Television has long been a borderless business. This is true when it comes to producing big budget dramas. Recent efforts such as the recent War of the Worlds miniseries, Vikings and, going further back, The Borgias and even The Indian Detective, required financial contributions from two or more countries in order to realize storytelling on a grand scale.
The world is also getting smaller for viewers as well as producers. With streaming services such as Netflix spreading content to millions of subscribers in 130 or more territories, they’re also providing a window on foreign language programming to more homes in North America. In 2020, with the whole world in lock down, viewers who could not get on a plane could get hooked on dramas and comedies and reality shows from Korea, Holland, South Africa and Japan, subtitles be damned.
Which brings us to Valley of Tears, the biggest budget Israeli series of all time. After premiering stateside on HBO Max, it premieres Saturday in Canada exclusively on Hollywood Suite.
Inspired by true events dating back to the 1973 Yom Kippur War, the 10-episode series takes viewers behind the lines and into the hearts and minds of soldiers on the battlefields. Shot in many instances on actual battlefield locations, and with prominent Israeli novelists involved with the script, the series broke viewership records in Israel.
The sad reality of shooting a war drama such as Valley of Tears on location: at one point, filming was halted for three weeks due to nearby fighting in Syria.
You don’t have to be from the Middle East to get invested in this series. In the fifth episode, “Stuck on a Hill,” one of the storylines follows two soldiers in the thick of the battle: Avinoam (Shahar Taboch) and Yoav (Aviv Alush). One is a seasoned military man, the other, a novice with an incredible memory for details. The younger man is carrying a box with a hedgehog in it, a gift from a girl the shy lad has developed feelings for.
The two men soldier on, trying to make their way back from behind Syrian lines. At one point they have to cross an open field, which becomes Hitchcock tense when the savvier soldier Yoav realizes that they have unwittingly stepped onto a deadly mine field.
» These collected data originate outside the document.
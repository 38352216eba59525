//! `squadhub` - CLI for the squadron hub
//!
//! This binary builds the hub page and exposes its resource, project and
//! release-note lists from the terminal.

#![warn(missing_debug_implementations)]
#![deny(unsafe_code)]

use std::path::PathBuf;

use chrono::Datelike;
use clap::Parser;

use squadhub::cli::{
    output, BuildCommand, Cli, Command, ConfigCommand, CopyCommand, NotesCommand,
    ProjectsCommand, ResourcesCommand,
};
use squadhub::copy::HoldOutcome;
use squadhub::{
    copy_link, filter_projects, filter_resources, init_logging, render_page, Config, Dataset,
    FilterState, PageContext, SystemClipboard, ViewContext,
};

fn main() -> Result<(), Box<dyn std::error::Error>> {
    let cli = Cli::parse();

    // Initialize logging based on verbosity
    init_logging(cli.verbosity());

    dispatch(cli)
}

fn dispatch(cli: Cli) -> Result<(), Box<dyn std::error::Error>> {
    match cli.command {
        // Checking a file must not depend on the default config loading
        Command::Config(ConfigCommand::Validate { file }) => handle_validate(file.or(cli.config)),
        command => {
            let config = Config::load_from(cli.config)?;

            // Config commands must work even when the dataset is broken
            match command {
                Command::Config(config_cmd) => handle_config(&config, config_cmd),
                command => run(&config, command),
            }
        }
    }
}

fn run(config: &Config, command: Command) -> Result<(), Box<dyn std::error::Error>> {
    let data = Dataset::load_or_builtin(config.data.path.as_deref())?;
    let view = config.view_context()?;

    match command {
        Command::Build(build_cmd) => handle_build(config, &data, &build_cmd),
        Command::Resources(resources_cmd) => handle_resources(&data, &view, resources_cmd),
        Command::Projects(projects_cmd) => handle_projects(&data, &view, projects_cmd),
        Command::Notes(notes_cmd) => handle_notes(&data, &view, &notes_cmd),
        Command::Copy(copy_cmd) => handle_copy(config, &data, &copy_cmd),
        Command::Config(config_cmd) => handle_config(config, config_cmd),
    }
}

fn handle_build(
    config: &Config,
    data: &Dataset,
    cmd: &BuildCommand,
) -> Result<(), Box<dyn std::error::Error>> {
    let ctx = PageContext::from_config(config, chrono::Local::now().year())?;
    let page = render_page(data, &ctx);

    if cmd.stdout {
        println!("{}", page.as_str());
        return Ok(());
    }

    let path = cmd
        .output
        .clone()
        .unwrap_or_else(|| config.site.output_path.clone());

    if cmd.check {
        page.check_against(&path)?;
        println!("{} is up to date.", path.display());
    } else {
        page.write_to(&path)?;
        println!("Wrote {}", path.display());
    }
    Ok(())
}

fn handle_resources(
    data: &Dataset,
    view: &ViewContext,
    cmd: ResourcesCommand,
) -> Result<(), Box<dyn std::error::Error>> {
    let state = FilterState::new(cmd.query, cmd.category);
    let matches = filter_resources(&data.resources, &state);
    println!("{}", output::resources(&matches, view, cmd.format)?);
    Ok(())
}

fn handle_projects(
    data: &Dataset,
    view: &ViewContext,
    cmd: ProjectsCommand,
) -> Result<(), Box<dyn std::error::Error>> {
    let state = FilterState::new(cmd.query, cmd.status);
    let matches = filter_projects(&data.projects, &state);
    println!("{}", output::projects(&matches, view, cmd.format)?);
    Ok(())
}

fn handle_notes(
    data: &Dataset,
    view: &ViewContext,
    cmd: &NotesCommand,
) -> Result<(), Box<dyn std::error::Error>> {
    println!("{}", output::notes(&data.notes, view, cmd.format)?);
    Ok(())
}

fn handle_copy(
    config: &Config,
    data: &Dataset,
    cmd: &CopyCommand,
) -> Result<(), Box<dyn std::error::Error>> {
    let resource = data.find_resource(&cmd.title)?;
    let mut clipboard = SystemClipboard::default();
    let feedback = copy_link(&mut clipboard, &resource.url, &config.ui);
    println!("{}: {}", feedback.text(), resource.url);

    if feedback.is_success()
        && SystemClipboard::selection_is_process_bound()
        && !config.ui.clipboard_hold().is_zero()
    {
        println!(
            "Keeping the link on the clipboard until something else is copied (at most {}s)...",
            config.ui.clipboard_hold().as_secs()
        );
        if clipboard.hold(&config.ui) == HoldOutcome::TimedOut {
            println!("Released the clipboard; the link is no longer available to paste.");
        }
    }
    Ok(())
}

fn handle_config(config: &Config, cmd: ConfigCommand) -> Result<(), Box<dyn std::error::Error>> {
    match cmd {
        ConfigCommand::Show { json } => {
            if json {
                println!("{}", serde_json::to_string_pretty(config)?);
            } else {
                println!("Current Configuration");
                println!("=====================");
                println!();
                println!("[Site]");
                println!("  Title:              {}", config.site.title);
                println!("  Date style:         {:?}", config.site.date_style);
                println!("  Stylesheet:         {}", config.site.stylesheet);
                println!("  Output path:        {}", config.site.output_path.display());
                println!();
                println!("[Data]");
                match &config.data.path {
                    Some(path) => println!("  Dataset:            {}", path.display()),
                    None => println!("  Dataset:            built-in"),
                }
                println!();
                println!("[UI]");
                println!("  Copy feedback:      {} ms", config.ui.copy_feedback_ms);
                println!(
                    "  Failure feedback:   {} ms",
                    config.ui.copy_failure_feedback_ms
                );
                println!("  Scroll threshold:   {} px", config.ui.scroll_top_threshold);
                println!();
                println!("[Palette]");
                println!("  Overrides:          {}", config.palette.len());
                for (tag, color) in &config.palette {
                    println!("    {tag:<16} {color}");
                }
            }
        }
        ConfigCommand::Path => {
            println!("{}", Config::default_config_path().display());
        }
        ConfigCommand::Validate { file } => return handle_validate(file),
    }
    Ok(())
}

fn handle_validate(file: Option<PathBuf>) -> Result<(), Box<dyn std::error::Error>> {
    let path = file.unwrap_or_else(Config::default_config_path);
    println!("Validating configuration: {}", path.display());
    Config::load_from(Some(path))?;
    println!("Configuration is valid.");
    Ok(())
}

#[cfg(test)]
mod tests {
    use super::*;
    use figment::Jail;

    fn parse(args: &[&str]) -> Cli {
        Cli::try_parse_from(args).unwrap()
    }

    #[test]
    fn test_validate_ignores_broken_global_config() {
        Jail::expect_with(|jail| {
            jail.clear_env();
            jail.create_file("broken.toml", "[palette]\nDrill = \"red\"\n")?;
            jail.create_file("good.toml", "[site]\ntitle = \"410 Squadron\"\n")?;

            let cli = parse(&[
                "squadhub", "-c", "broken.toml", "config", "validate", "-f", "good.toml",
            ]);
            assert!(dispatch(cli).is_ok());
            Ok(())
        });
    }

    #[test]
    fn test_validate_fails_on_invalid_file() {
        Jail::expect_with(|jail| {
            jail.clear_env();
            jail.create_file("broken.toml", "[ui]\ncopy_feedback_ms = 0\n")?;

            let cli = parse(&["squadhub", "config", "validate", "-f", "broken.toml"]);
            assert!(dispatch(cli).is_err());
            Ok(())
        });
    }

    #[test]
    fn test_validate_falls_back_to_global_config_flag() {
        Jail::expect_with(|jail| {
            jail.clear_env();
            jail.create_file("broken.toml", "[palette]\nDrill = \"red\"\n")?;

            let cli = parse(&["squadhub", "-c", "broken.toml", "config", "validate"]);
            assert!(dispatch(cli).is_err());
            Ok(())
        });
    }

    #[test]
    fn test_other_commands_still_need_valid_config() {
        Jail::expect_with(|jail| {
            jail.clear_env();
            jail.create_file("broken.toml", "[palette]\nDrill = \"red\"\n")?;

            let cli = parse(&["squadhub", "-c", "broken.toml", "config", "path"]);
            assert!(dispatch(cli).is_err());
            Ok(())
        });
    }
}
You’d think having to follow along with subtitles would deminish the tension, but no. Seeing the words only heightens the unease; reading their faces tells you even more. Avinoam starts to lose it so Yoav calmly tries to distract him with tales of horses and his own girl back home. Meanwhile, viewers are left holding their breath with every step.
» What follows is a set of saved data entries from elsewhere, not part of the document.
//! Terminal rendering of filtered lists.
//!
//! The same view models that feed the page markup, laid out as plain text,
//! JSON or a bare HTML fragment.

use std::fmt::Write as _;

use crate::error::Result;
use crate::model::{Project, ReleaseNote, Resource};
use crate::render::{render_notes, render_project_grid, render_resource_grid, NO_PROJECTS};
use crate::view::{LinkTarget, NoteEntry, ProjectCard, ResourceCard, ViewContext};

use super::OutputFormat;

/// Shown when no resource matches.
pub const NO_RESOURCES: &str = "No resources match your search.";

/// Lay out filtered resources in `format`.
///
/// # Errors
///
/// Returns an error if JSON serialization fails.
pub fn resources(matches: &[&Resource], ctx: &ViewContext, format: OutputFormat) -> Result<String> {
    let cards: Vec<ResourceCard> = matches
        .iter()
        .map(|r| ResourceCard::from_resource(r, ctx))
        .collect();
    match format {
        OutputFormat::Json => Ok(serde_json::to_string_pretty(&cards)?),
        OutputFormat::Html => Ok(render_resource_grid(matches, ctx).markup.into_string()),
        OutputFormat::Plain => {
            if cards.is_empty() {
                return Ok(NO_RESOURCES.to_string());
            }
            let mut out = String::new();
            for card in &cards {
                let marker = match card.target {
                    LinkTarget::NewTab => " (external)",
                    LinkTarget::InPlace => "",
                };
                let _ = writeln!(out, "[{}] {}", card.tag, card.title);
                let _ = writeln!(out, "    {}{marker}", card.url);
                let _ = writeln!(out, "    {}", card.desc);
            }
            Ok(out.trim_end().to_string())
        }
    }
}

/// Lay out filtered projects in `format`.
///
/// # Errors
///
/// Returns an error if JSON serialization fails.
pub fn projects(matches: &[&Project], ctx: &ViewContext, format: OutputFormat) -> Result<String> {
    let cards: Vec<ProjectCard> = matches
        .iter()
        .map(|p| ProjectCard::from_project(p, ctx))
        .collect();
    match format {
        OutputFormat::Json => Ok(serde_json::to_string_pretty(&cards)?),
        OutputFormat::Html => Ok(render_project_grid(matches, ctx).into_string()),
        OutputFormat::Plain => {
            if cards.is_empty() {
                return Ok(NO_PROJECTS.to_string());
            }
            let mut out = String::new();
            for card in &cards {
                let _ = writeln!(out, "{} [{}]", card.title, card.status_label);
                let _ = writeln!(out, "    {}", card.description);
                let _ = writeln!(
                    out,
                    "    {} {}% | Due: {}",
                    progress_bar(card.progress),
                    card.progress,
                    card.due
                );
            }
            Ok(out.trim_end().to_string())
        }
    }
}

/// Lay out release notes in `format`.
///
/// # Errors
///
/// Returns an error if JSON serialization fails.
pub fn notes(notes: &[ReleaseNote], ctx: &ViewContext, format: OutputFormat) -> Result<String> {
    let entries: Vec<NoteEntry> = notes.iter().map(|n| NoteEntry::from_note(n, ctx)).collect();
    match format {
        OutputFormat::Json => Ok(serde_json::to_string_pretty(&entries)?),
        OutputFormat::Html => Ok(render_notes(notes, ctx).into_string()),
        OutputFormat::Plain => {
            let mut out = String::new();
            for entry in &entries {
                let _ = writeln!(out, "v{} ({}) - {}", entry.version, entry.label, entry.date);
                let _ = writeln!(out, "  {}", entry.title);
                for bullet in &entry.bullets {
                    let _ = writeln!(out, "  * {bullet}");
                }
            }
            Ok(out.trim_end().to_string())
        }
    }
}

/// Ten-cell text bar; out-of-range values saturate.
fn progress_bar(percent: i32) -> String {
    let filled = usize::try_from(percent.clamp(0, 100) / 10).unwrap_or(0);
    format!("[{}{}]", "#".repeat(filled), "-".repeat(10 - filled))
}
Much of the series pursues these more intimate storylines. By the 10th and final episode, however, the all out tank warfare becomes as explosive as Band of Brothers. That’s when the high production costs of this war drama are all on the screen.
Like The Crown, viewers shouldn’t mistake Valley of Tears for a documentary. As Vulture reported, “Valley of Tears is Historical Fiction for Today’s Reality.” As that article points out, what the filmmakers try to do, and largely achieve in the episodes I’ve watched, is show that no person or nation survives a war unchanged.
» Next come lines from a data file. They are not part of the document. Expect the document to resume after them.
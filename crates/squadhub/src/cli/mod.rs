//! Command-line interface for squadhub.
//!
//! This module provides the CLI structure for the `squadhub` binary.

mod commands;
pub mod output;

use std::path::PathBuf;

use clap::{Parser, Subcommand};

pub use commands::{
    BuildCommand, ConfigCommand, CopyCommand, NotesCommand, OutputFormat, ProjectsCommand,
    ResourcesCommand,
};

/// squadhub - the squadron's resource hub
///
/// Builds the static hub page and lets you search resources, projects and
/// release notes from the terminal.
#[derive(Debug, Parser)]
#[command(name = "squadhub")]
#[command(author, version, about, long_about = None)]
#[command(propagate_version = true)]
pub struct Cli {
    /// Path to custom configuration file
    #[arg(short, long, global = true, value_name = "FILE")]
    pub config: Option<PathBuf>,

    /// Increase verbosity (-v for debug, -vv for trace)
    #[arg(short, long, action = clap::ArgAction::Count, global = true)]
    pub verbose: u8,

    /// Suppress all output except errors
    #[arg(short, long, global = true)]
    pub quiet: bool,

    /// The command to execute
    #[command(subcommand)]
    pub command: Command,
}

/// Available commands.
#[derive(Debug, Subcommand)]
pub enum Command {
    /// Render the hub page
    Build(BuildCommand),

    /// Search and filter resources
    Resources(ResourcesCommand),

    /// Search and filter projects
    Projects(ProjectsCommand),

    /// Show release notes
    Notes(NotesCommand),

    /// Copy a resource link to the clipboard
    Copy(CopyCommand),

    /// View or validate configuration
    #[command(subcommand)]
    Config(ConfigCommand),
}

impl Cli {
    /// Get the verbosity level based on flags.
    #[must_use]
    pub fn verbosity(&self) -> crate::logging::Verbosity {
        crate::logging::Verbosity::from_flags(self.verbose, self.quiet)
    }
}

#[cfg(test)]
mod tests {
    use super::*;
    use clap::CommandFactory;

    fn notes_cli(verbose: u8, quiet: bool) -> Cli {
        Cli {
            config: None,
            verbose,
            quiet,
            command: Command::Notes(NotesCommand {
                format: OutputFormat::Plain,
            }),
        }
    }

    #[test]
    fn test_cli_name() {
        let cli = Cli::command();
        assert_eq!(cli.get_name(), "squadhub");
    }

    #[test]
    fn test_verbosity_levels() {
        use crate::logging::Verbosity;
        assert_eq!(notes_cli(0, true).verbosity(), Verbosity::Quiet);
        assert_eq!(notes_cli(0, false).verbosity(), Verbosity::Normal);
        assert_eq!(notes_cli(1, false).verbosity(), Verbosity::Verbose);
        assert_eq!(notes_cli(3, false).verbosity(), Verbosity::Trace);
    }

    #[test]
    fn test_cli_verify() {
        Cli::command().debug_assert();
    }

    #[test]
    fn test_parse_build() {
        let cli = Cli::try_parse_from(["squadhub", "build", "-o", "site/index.html"]).unwrap();
        match cli.command {
            Command::Build(cmd) => {
                assert_eq!(cmd.output, Some(PathBuf::from("site/index.html")));
                assert!(!cmd.check);
            }
            other => panic!("unexpected command: {other:?}"),
        }
    }

    #[test]
    fn test_parse_build_stdout_conflicts_with_check() {
        assert!(Cli::try_parse_from(["squadhub", "build", "--stdout", "--check"]).is_err());
    }

    #[test]
    fn test_parse_resources_defaults() {
        let cli = Cli::try_parse_from(["squadhub", "resources"]).unwrap();
        match cli.command {
            Command::Resources(cmd) => {
                assert_eq!(cmd.query, "");
                assert_eq!(cmd.category, "all");
                assert_eq!(cmd.format, OutputFormat::Plain);
            }
            other => panic!("unexpected command: {other:?}"),
        }
    }

    #[test]
    fn test_parse_resources_with_filters() {
        let cli =
            Cli::try_parse_from(["squadhub", "resources", "radio", "-t", "Flight", "-f", "json"])
                .unwrap();
        match cli.command {
            Command::Resources(cmd) => {
                assert_eq!(cmd.query, "radio");
                assert_eq!(cmd.category, "Flight");
                assert_eq!(cmd.format, OutputFormat::Json);
            }
            other => panic!("unexpected command: {other:?}"),
        }
    }

    #[test]
    fn test_parse_projects_status() {
        let cli = Cli::try_parse_from(["squadhub", "projects", "-s", "planning"]).unwrap();
        assert!(matches!(
            cli.command,
            Command::Projects(ProjectsCommand { ref status, .. }) if status == "planning"
        ));
    }

    #[test]
    fn test_parse_copy() {
        let cli = Cli::try_parse_from(["squadhub", "copy", "Cadet Uniform Regulations"]).unwrap();
        assert!(matches!(cli.command, Command::Copy(_)));
    }

    #[test]
    fn test_parse_with_config() {
        let cli = Cli::try_parse_from(["squadhub", "-c", "/custom/config.toml", "notes"]).unwrap();
        assert_eq!(cli.config, Some(PathBuf::from("/custom/config.toml")));
    }

    #[test]
    fn test_parse_with_verbose_and_quiet() {
        let cli = Cli::try_parse_from(["squadhub", "-vv", "notes"]).unwrap();
        assert_eq!(cli.verbose, 2);
        let cli = Cli::try_parse_from(["squadhub", "-q", "notes"]).unwrap();
        assert!(cli.quiet);
    }
}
Alush, who also contributed to the screenplay, and Taboch are just two of the outstanding performers in Valley of Tears. The series was directed by Yaron Zilberman from a screenplay by Ron Leshem, who created the Israeli version of another popular import, Euphoria.
Hollywood Suite premieres the series with back-to-back episodes Saturday, Dec. 19. The movie network offers uncut and uninterrupted movies from the ’70s, ’80s, ’90s and the 2000’s over a suite of four channels and is available for free on most carriers right now through the first week of January.